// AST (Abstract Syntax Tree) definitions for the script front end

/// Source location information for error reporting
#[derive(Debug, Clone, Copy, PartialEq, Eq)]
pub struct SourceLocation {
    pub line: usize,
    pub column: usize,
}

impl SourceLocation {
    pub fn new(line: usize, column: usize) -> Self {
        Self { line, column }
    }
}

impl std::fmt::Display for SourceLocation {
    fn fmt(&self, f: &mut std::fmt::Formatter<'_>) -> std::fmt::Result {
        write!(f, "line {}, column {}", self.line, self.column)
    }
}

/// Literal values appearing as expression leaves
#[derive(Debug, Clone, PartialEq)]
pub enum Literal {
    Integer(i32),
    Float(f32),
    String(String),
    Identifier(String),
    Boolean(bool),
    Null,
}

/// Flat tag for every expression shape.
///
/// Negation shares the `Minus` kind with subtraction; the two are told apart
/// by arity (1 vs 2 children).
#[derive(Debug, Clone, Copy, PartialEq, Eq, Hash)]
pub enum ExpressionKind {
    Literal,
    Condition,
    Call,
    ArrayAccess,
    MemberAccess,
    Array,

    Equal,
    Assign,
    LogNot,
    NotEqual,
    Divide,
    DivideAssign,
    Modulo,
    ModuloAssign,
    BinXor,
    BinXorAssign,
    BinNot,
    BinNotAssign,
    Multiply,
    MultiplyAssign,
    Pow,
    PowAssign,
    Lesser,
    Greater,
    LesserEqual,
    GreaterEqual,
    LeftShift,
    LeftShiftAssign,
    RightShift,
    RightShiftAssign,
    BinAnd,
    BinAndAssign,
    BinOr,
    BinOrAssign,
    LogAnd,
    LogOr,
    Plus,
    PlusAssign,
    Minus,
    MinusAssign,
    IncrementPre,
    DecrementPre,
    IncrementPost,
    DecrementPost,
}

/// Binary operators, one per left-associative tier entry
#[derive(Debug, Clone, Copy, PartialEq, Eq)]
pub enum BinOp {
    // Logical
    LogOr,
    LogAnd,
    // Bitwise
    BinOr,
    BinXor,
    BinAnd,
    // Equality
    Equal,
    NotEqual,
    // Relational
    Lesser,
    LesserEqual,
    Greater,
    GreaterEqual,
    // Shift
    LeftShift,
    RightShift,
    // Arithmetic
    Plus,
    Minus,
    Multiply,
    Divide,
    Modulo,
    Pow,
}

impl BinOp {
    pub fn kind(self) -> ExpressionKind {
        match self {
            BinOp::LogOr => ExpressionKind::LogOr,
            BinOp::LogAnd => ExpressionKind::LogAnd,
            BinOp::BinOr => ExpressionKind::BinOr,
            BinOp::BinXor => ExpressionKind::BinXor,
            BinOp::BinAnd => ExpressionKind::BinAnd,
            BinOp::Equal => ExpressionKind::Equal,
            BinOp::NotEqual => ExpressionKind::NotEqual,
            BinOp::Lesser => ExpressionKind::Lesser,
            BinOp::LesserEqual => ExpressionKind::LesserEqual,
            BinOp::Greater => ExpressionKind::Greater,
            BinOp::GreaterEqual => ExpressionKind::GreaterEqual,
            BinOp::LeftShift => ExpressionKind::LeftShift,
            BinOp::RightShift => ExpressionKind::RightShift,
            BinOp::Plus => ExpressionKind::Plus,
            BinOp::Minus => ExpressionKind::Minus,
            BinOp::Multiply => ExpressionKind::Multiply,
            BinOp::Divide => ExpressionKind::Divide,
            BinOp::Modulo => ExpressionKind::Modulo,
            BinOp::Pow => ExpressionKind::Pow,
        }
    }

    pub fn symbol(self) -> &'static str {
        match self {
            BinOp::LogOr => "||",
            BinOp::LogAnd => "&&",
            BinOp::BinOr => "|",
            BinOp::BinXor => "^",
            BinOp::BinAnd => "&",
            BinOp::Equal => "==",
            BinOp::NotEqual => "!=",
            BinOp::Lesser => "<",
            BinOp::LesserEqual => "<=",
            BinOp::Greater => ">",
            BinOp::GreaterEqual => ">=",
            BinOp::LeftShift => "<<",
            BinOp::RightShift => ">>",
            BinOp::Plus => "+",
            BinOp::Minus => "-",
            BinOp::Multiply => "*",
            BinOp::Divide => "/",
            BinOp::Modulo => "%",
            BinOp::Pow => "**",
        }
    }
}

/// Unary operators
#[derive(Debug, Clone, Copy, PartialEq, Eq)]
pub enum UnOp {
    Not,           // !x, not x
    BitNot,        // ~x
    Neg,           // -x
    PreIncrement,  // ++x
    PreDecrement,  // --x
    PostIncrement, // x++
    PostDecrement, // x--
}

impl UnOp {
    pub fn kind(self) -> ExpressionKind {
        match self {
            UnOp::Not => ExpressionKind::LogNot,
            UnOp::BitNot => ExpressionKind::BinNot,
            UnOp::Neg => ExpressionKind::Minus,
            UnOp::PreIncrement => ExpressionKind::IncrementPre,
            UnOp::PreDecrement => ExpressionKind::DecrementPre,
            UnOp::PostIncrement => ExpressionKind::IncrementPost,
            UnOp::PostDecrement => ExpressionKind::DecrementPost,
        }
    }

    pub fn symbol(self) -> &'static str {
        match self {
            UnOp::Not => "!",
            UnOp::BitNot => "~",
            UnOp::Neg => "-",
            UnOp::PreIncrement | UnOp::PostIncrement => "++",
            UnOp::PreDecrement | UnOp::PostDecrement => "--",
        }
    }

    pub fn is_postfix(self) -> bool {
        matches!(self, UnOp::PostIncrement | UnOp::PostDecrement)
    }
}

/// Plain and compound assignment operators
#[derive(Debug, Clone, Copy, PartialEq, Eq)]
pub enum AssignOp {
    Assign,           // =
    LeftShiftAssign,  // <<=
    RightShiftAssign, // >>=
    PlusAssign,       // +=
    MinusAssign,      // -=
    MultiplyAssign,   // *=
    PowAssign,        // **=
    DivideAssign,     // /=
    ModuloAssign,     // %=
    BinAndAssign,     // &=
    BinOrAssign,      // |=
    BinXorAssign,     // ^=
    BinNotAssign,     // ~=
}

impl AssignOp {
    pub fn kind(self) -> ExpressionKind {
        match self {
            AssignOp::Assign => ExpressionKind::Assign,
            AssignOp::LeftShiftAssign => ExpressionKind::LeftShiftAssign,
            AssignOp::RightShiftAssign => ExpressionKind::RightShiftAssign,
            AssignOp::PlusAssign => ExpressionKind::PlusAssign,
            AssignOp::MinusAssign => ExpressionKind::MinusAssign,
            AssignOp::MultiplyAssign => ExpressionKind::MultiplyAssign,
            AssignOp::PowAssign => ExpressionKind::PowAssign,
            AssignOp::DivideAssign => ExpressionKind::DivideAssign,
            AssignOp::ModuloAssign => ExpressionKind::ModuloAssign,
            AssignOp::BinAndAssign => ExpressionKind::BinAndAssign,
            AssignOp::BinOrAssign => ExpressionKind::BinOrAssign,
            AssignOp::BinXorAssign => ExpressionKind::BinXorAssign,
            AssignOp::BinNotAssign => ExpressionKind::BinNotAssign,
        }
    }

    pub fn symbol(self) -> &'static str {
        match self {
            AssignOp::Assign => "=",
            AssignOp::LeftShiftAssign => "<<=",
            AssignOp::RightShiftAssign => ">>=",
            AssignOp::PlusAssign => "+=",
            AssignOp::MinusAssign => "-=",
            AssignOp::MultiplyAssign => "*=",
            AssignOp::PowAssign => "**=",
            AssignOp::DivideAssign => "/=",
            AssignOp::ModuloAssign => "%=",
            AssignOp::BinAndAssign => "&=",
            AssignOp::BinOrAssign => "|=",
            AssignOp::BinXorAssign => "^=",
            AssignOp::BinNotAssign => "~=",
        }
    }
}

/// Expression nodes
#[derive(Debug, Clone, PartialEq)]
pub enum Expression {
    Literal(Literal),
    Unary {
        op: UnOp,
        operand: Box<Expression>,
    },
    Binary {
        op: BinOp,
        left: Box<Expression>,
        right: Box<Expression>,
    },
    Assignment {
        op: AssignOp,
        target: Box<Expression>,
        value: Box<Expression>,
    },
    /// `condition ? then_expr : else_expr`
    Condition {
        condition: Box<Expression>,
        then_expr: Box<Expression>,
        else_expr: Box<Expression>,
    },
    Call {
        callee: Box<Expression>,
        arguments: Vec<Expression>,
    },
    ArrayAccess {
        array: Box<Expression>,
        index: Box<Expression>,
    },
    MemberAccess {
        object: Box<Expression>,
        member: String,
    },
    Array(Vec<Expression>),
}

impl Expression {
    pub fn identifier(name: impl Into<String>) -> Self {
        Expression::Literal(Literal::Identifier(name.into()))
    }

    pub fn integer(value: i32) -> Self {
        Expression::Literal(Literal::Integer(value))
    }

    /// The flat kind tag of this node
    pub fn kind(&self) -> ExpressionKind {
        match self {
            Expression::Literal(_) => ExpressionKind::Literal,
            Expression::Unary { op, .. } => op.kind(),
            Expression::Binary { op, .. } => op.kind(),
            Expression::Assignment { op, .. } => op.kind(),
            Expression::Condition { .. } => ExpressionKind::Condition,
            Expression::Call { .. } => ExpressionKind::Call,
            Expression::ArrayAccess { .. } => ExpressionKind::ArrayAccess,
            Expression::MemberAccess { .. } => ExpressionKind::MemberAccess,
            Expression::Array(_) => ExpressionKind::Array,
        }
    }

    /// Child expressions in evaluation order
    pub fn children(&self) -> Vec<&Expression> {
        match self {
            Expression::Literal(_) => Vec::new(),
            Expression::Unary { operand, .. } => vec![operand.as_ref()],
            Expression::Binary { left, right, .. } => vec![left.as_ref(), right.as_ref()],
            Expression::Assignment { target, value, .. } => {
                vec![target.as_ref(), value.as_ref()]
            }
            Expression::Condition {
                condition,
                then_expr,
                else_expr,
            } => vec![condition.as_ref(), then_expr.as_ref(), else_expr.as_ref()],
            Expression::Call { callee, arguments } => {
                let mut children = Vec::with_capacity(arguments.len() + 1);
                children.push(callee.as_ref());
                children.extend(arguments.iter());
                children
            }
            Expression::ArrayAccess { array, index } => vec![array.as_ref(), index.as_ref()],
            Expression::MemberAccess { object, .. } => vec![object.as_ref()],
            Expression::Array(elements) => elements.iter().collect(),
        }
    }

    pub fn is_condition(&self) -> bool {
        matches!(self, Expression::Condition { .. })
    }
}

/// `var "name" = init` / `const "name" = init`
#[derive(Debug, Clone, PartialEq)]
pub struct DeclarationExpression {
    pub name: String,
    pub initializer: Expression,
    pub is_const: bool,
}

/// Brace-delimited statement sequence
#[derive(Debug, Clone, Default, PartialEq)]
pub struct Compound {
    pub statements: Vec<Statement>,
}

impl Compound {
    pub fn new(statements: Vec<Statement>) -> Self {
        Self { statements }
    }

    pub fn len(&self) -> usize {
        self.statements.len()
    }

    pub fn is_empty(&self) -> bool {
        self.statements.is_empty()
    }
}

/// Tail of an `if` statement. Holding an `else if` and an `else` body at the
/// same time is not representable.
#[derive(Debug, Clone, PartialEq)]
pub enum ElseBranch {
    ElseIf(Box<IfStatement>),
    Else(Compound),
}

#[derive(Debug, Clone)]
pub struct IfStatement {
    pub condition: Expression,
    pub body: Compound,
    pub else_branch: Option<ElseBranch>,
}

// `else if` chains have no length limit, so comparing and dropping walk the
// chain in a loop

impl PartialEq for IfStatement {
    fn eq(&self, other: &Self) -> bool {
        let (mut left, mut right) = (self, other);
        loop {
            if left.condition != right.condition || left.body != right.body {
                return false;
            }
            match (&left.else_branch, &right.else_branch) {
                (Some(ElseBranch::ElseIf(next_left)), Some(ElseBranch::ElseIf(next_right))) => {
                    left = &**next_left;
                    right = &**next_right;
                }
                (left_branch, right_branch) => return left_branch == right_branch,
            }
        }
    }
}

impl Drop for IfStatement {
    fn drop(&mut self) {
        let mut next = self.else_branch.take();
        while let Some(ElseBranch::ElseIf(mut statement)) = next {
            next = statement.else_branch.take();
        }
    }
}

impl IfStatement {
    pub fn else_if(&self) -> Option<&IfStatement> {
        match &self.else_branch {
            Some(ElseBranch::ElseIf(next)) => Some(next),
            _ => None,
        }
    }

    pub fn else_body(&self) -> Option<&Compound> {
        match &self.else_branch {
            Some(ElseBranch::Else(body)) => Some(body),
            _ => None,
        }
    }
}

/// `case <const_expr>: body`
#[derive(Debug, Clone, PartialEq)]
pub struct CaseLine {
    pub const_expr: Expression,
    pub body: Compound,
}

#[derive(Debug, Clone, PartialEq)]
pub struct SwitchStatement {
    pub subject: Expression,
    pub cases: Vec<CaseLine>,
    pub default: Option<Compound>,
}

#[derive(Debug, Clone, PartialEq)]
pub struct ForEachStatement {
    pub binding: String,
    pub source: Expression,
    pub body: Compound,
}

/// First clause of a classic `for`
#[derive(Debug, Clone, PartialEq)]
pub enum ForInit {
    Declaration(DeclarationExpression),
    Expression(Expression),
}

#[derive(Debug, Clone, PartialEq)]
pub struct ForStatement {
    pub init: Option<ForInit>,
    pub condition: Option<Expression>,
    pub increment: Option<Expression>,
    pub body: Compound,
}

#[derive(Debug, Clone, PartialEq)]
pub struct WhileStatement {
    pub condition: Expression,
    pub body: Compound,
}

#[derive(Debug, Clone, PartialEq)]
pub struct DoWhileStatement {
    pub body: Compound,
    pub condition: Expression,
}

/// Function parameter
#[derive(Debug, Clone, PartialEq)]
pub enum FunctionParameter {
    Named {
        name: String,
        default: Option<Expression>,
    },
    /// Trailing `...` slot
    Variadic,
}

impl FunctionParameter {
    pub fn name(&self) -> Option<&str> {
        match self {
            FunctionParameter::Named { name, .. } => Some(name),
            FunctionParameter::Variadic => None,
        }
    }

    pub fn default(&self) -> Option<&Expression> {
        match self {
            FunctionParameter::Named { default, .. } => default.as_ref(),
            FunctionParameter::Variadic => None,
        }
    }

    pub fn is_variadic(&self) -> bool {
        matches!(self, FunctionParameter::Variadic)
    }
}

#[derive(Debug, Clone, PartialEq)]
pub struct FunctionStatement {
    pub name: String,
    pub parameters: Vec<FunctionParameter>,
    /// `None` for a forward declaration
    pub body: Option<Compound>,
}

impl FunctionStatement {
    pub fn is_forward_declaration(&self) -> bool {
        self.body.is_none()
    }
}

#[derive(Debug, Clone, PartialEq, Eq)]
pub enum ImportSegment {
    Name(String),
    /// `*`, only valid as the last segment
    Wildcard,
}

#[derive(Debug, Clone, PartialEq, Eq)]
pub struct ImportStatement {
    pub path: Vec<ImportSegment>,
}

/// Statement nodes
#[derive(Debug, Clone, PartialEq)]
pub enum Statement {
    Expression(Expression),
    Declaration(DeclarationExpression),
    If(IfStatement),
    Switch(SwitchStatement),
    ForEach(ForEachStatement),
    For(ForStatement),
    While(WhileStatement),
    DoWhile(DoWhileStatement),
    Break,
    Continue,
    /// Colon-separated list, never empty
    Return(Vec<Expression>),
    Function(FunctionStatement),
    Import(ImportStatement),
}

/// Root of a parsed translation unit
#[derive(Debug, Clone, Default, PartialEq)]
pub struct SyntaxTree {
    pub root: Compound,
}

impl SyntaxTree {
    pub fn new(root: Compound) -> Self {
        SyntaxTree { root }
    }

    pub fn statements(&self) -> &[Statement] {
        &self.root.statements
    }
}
************
## Brief
Collect the lines of the records that include the string "SyntaxTree".

## Task solution
pub struct SyntaxTree {
impl SyntaxTree {
        SyntaxTree { root }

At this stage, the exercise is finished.